Je te passe la rencontre avec ton professeur puisqu’elle fut satisfaisante. Elle appuyait ses requêtes avec des explications complètement logiques. Tu sais ma fille, que tu sois d’accord ou non dans n’importe quoi, c’est la logique qui prime. Lorsque logique il y a, c’est le gros bon sens qui l’emporte et c’est nonobstant les arguments de tous et chacun. Même ceux de ta maman. J’ai donc abdiqué puisque je dois, moi aussi, m’ajuster au fait que tu dois entrer dans ce cadre et suivre les règles des institutions.
Ce matin, je suis venue te déposer au service de garde. Il y avait une petite fille avec une doudou qui pleurait à une table, toute seule. Il y avait 5 enfants dans le service de garde et 4 éducatrices. Personne n’était avec la petite fille. Personne ne la consolait. Personne pour lui dire que ça va passer, pour lui changer les idées. J’ai donc cherché la transition qu’on a tenté de me vendre ainsi que l’accompagnement qui était en solde lorsque tu l’achetais la transition... Je n’ai rien vu. Manque de temps? À 7H00AM? Manque de ressources avec un ratio de 5 pour 4? Soupir…
J’ai rappelé à l’école à 9h30 pour m’assurer que tout allait bien. Oui, tu vas bien, même qu’on dirait que tu as « toujours été là » selon les dires de ton éducateur. Et la petite fille qui pleurait? Si ç'avait été toi, m’aurait-on dit la vérité? Qu’a-t-on dit à cette maman si elle a rappelé? Je me le demande… Je me sens spectatrice de tout ça puisque mon rôle doit être relégué au second plan. J’ai l’impression que l’école t’avale.

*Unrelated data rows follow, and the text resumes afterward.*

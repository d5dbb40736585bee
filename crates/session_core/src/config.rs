use std::{fs, io::ErrorKind, path::Path, time::Duration};

use anyhow::Context;
use link_guard::DetectorConfig;
use serde::Deserialize;
use tracing::warn;

use crate::{hub::DEFAULT_SUBSCRIBER_QUEUE, registry::StaleSessionPolicy};

pub const SETTINGS_FILE: &str = "dashboard.toml";

#[derive(Debug, Clone, PartialEq)]
pub struct Settings {
    pub database_url: String,
    pub dialog_limit: usize,
    pub subscriber_queue: usize,
    pub probe_enabled: bool,
    pub probe_timeout_ms: u64,
    pub classify_deadline_ms: u64,
    pub stale_session_policy: StaleSessionPolicy,
    pub link_denylist: Vec<String>,
}

impl Default for Settings {
    fn default() -> Self {
        Self {
            database_url: "sqlite://./data/sessions.db".into(),
            dialog_limit: 60,
            subscriber_queue: DEFAULT_SUBSCRIBER_QUEUE,
            probe_enabled: true,
            probe_timeout_ms: 4_000,
            classify_deadline_ms: 6_000,
            stale_session_policy: StaleSessionPolicy::default(),
            link_denylist: Vec::new(),
        }
    }
}

impl Settings {
    pub fn detector_config(&self) -> DetectorConfig {
        DetectorConfig {
            probe_timeout: Duration::from_millis(self.probe_timeout_ms),
            message_deadline: Duration::from_millis(self.classify_deadline_ms),
            extra_denylist: self.link_denylist.clone(),
            ..DetectorConfig::default()
        }
    }
}

#[derive(Debug, Default, Deserialize)]
#[serde(default)]
struct FileSettings {
    database_url: Option<String>,
    dialog_limit: Option<usize>,
    subscriber_queue: Option<usize>,
    probe_enabled: Option<bool>,
    probe_timeout_ms: Option<u64>,
    classify_deadline_ms: Option<u64>,
    stale_session_policy: Option<StaleSessionPolicy>,
    link_denylist: Option<Vec<String>>,
}

/// Defaults, then `dashboard.toml` in the working directory, then environment.
pub fn load_settings() -> anyhow::Result<Settings> {
    load_settings_from(Path::new(SETTINGS_FILE), |key| std::env::var(key).ok())
}

pub fn load_settings_from(
    path: &Path,
    env: impl Fn(&str) -> Option<String>,
) -> anyhow::Result<Settings> {
    let mut settings = Settings::default();

    match fs::read_to_string(path) {
        Ok(raw) => {
            let file_cfg: FileSettings = toml::from_str(&raw)
                .with_context(|| format!("failed to parse settings file '{}'", path.display()))?;
            apply_file(&mut settings, file_cfg);
        }
        Err(error) if error.kind() == ErrorKind::NotFound => {}
        Err(error) => {
            return Err(error)
                .with_context(|| format!("failed to read settings file '{}'", path.display()));
        }
    }

    apply_env(&mut settings, env);
    settings.database_url = normalize_database_url(&settings.database_url);
    Ok(settings)
}

fn apply_file(settings: &mut Settings, file_cfg: FileSettings) {
    if let Some(v) = file_cfg.database_url {
        settings.database_url = v;
    }
    if let Some(v) = file_cfg.dialog_limit {
        settings.dialog_limit = v;
    }
    if let Some(v) = file_cfg.subscriber_queue {
        settings.subscriber_queue = v;
    }
    if let Some(v) = file_cfg.probe_enabled {
        settings.probe_enabled = v;
    }
    if let Some(v) = file_cfg.probe_timeout_ms {
        settings.probe_timeout_ms = v;
    }
    if let Some(v) = file_cfg.classify_deadline_ms {
        settings.classify_deadline_ms = v;
    }
    if let Some(v) = file_cfg.stale_session_policy {
        settings.stale_session_policy = v;
    }
    if let Some(v) = file_cfg.link_denylist {
        settings.link_denylist = v;
    }
}

fn apply_env(settings: &mut Settings, env: impl Fn(&str) -> Option<String>) {
    if let Some(v) = env("DATABASE_URL") {
        settings.database_url = v;
    }
    if let Some(v) = env("APP__DATABASE_URL") {
        settings.database_url = v;
    }

    if let Some(v) = parsed(&env, "APP__DIALOG_LIMIT") {
        settings.dialog_limit = v;
    }
    if let Some(v) = parsed(&env, "APP__SUBSCRIBER_QUEUE") {
        settings.subscriber_queue = v;
    }
    if let Some(v) = parsed(&env, "APP__PROBE_ENABLED") {
        settings.probe_enabled = v;
    }
    if let Some(v) = parsed(&env, "APP__PROBE_TIMEOUT_MS") {
        settings.probe_timeout_ms = v;
    }
    if let Some(v) = parsed(&env, "APP__CLASSIFY_DEADLINE_MS") {
        settings.classify_deadline_ms = v;
    }

    if let Some(v) = env("APP__STALE_SESSION_POLICY") {
        match v.trim().to_ascii_lowercase().as_str() {
            "assume_password" => settings.stale_session_policy = StaleSessionPolicy::AssumePassword,
            "request_code" => settings.stale_session_policy = StaleSessionPolicy::RequestCode,
            other => warn!(value = other, "ignoring unknown APP__STALE_SESSION_POLICY"),
        }
    }

    if let Some(v) = env("APP__LINK_DENYLIST") {
        settings.link_denylist = v
            .split(',')
            .map(str::trim)
            .filter(|entry| !entry.is_empty())
            .map(str::to_string)
            .collect();
    }
}

fn parsed<T: std::str::FromStr>(env: &impl Fn(&str) -> Option<String>, key: &str) -> Option<T> {
    let raw = env(key)?;
    match raw.trim().parse::<T>() {
        Ok(value) => Some(value),
        Err(_) => {
            warn!(key, value = %raw, "ignoring unparsable setting");
            None
        }
    }
}

pub(crate) fn normalize_database_url(raw_database_url: &str) -> String {
    let raw_database_url = raw_database_url.trim();

    if raw_database_url.is_empty() {
        return Settings::default().database_url;
    }

    if raw_database_url.starts_with("sqlite::memory:")
        || raw_database_url.starts_with("sqlite://")
        || raw_database_url.contains("://")
    {
        return raw_database_url.to_string();
    }

    if let Some(path) = raw_database_url.strip_prefix("sqlite:") {
        let path = path.replace('\\', "/");
        return format!("sqlite://{path}");
    }

    format!("sqlite://{}", raw_database_url.replace('\\', "/"))
}

#[cfg(test)]
#[path = "tests/config_tests.rs"]
mod tests;
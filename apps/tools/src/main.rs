use anyhow::{bail, Result};
use clap::{Parser, Subcommand};
use link_guard::LinkDangerDetector;
use session_core::load_settings;
use shared::domain::Phone;
use storage::{SessionStore, Storage};
use tracing::info;

/// Maintenance commands for the dashboard's session database.
#[derive(Parser, Debug)]
struct Cli {
    /// Overrides the configured database URL.
    #[arg(long)]
    database_url: Option<String>,
    #[command(subcommand)]
    command: Command,
}

#[derive(Subcommand, Debug)]
enum Command {
    /// Verifies the database is reachable and migrated.
    Health,
    ListSessions,
    ShowSession {
        phone: String,
    },
    /// Forgets a phone's credentials and session so it must sign in again.
    DeleteSession {
        phone: String,
    },
    /// Runs link-danger detection over a piece of text.
    CheckLinks {
        text: String,
        /// Skip the redirect probe.
        #[arg(long)]
        offline: bool,
    },
}

#[tokio::main]
async fn main() -> Result<()> {
    tracing_subscriber::fmt()
        .with_env_filter(
            tracing_subscriber::EnvFilter::try_from_default_env()
                .unwrap_or_else(|_| tracing_subscriber::EnvFilter::new("warn")),
        )
        .init();

    let cli = Cli::parse();
    let mut settings = load_settings()?;
    if let Some(database_url) = cli.database_url {
        settings.database_url = database_url;
    }

    match cli.command {
        Command::Health => {
            open_storage(&settings.database_url).await?.health_check().await?;
            println!("ok");
        }
        Command::ListSessions => {
            let sessions = open_storage(&settings.database_url)
                .await?
                .list_sessions()
                .await?;
            println!("{}", serde_json::to_string_pretty(&sessions)?);
        }
        Command::ShowSession { phone } => {
            let phone = Phone::parse(&phone)?;
            let storage = open_storage(&settings.database_url).await?;
            let Some(session) = storage.load_session(&phone).await? else {
                bail!("no stored session for {phone}");
            };
            let mut view = serde_json::to_value(&session)?;
            view["has_credentials"] = session.credentials.is_some().into();
            view["has_session_blob"] = session.has_session_blob().into();
            println!("{}", serde_json::to_string_pretty(&view)?);
        }
        Command::DeleteSession { phone } => {
            let phone = Phone::parse(&phone)?;
            let storage = open_storage(&settings.database_url).await?;
            if !storage.delete_session(&phone).await? {
                bail!("no stored session for {phone}");
            }
            println!("deleted session for {phone}");
        }
        Command::CheckLinks { text, offline } => {
            let detector = if offline || !settings.probe_enabled {
                LinkDangerDetector::offline(settings.detector_config())
            } else {
                LinkDangerDetector::with_http_probe(settings.detector_config())?
            };
            let dangers = detector.detect(Some(&text)).await;
            println!("{}", serde_json::to_string_pretty(&dangers)?);
        }
    }

    Ok(())
}

async fn open_storage(database_url: &str) -> Result<Storage> {
    let storage = Storage::new(database_url).await?;
    info!(%database_url, "session database opened");
    Ok(storage)
}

J’ai peur pour toi ma fille. C’est la jungle l’école. Tu vas adorer mais aussi détester cette institution où tu passeras près de 12 ans jusqu’au Cégep. Ce sont ces mêmes personnes qui manquent de temps et vraisemblablement d’empathie qui ont le mandat de prendre soin de toi lorsque ton père et moi seront absents… Et comment peut-on l’espérer lorsque ces mêmes gens ne consolent même pas une petite fille qui pleure? Tu es trop petite encore pour lever ta main avec des arguments bétons. Je ne peux que le faire pour toi… Tu devras me parler souvent ma fille, me tenir au courant sinon tu grandiras beaucoup trop vite à essayer de te défendre. Une enfant de 5 ans ne doit JAMAIS avoir à se défendre. Et je ne veux pas que tu le fasses, je veux que tu passes ton temps à avoir 5 ans…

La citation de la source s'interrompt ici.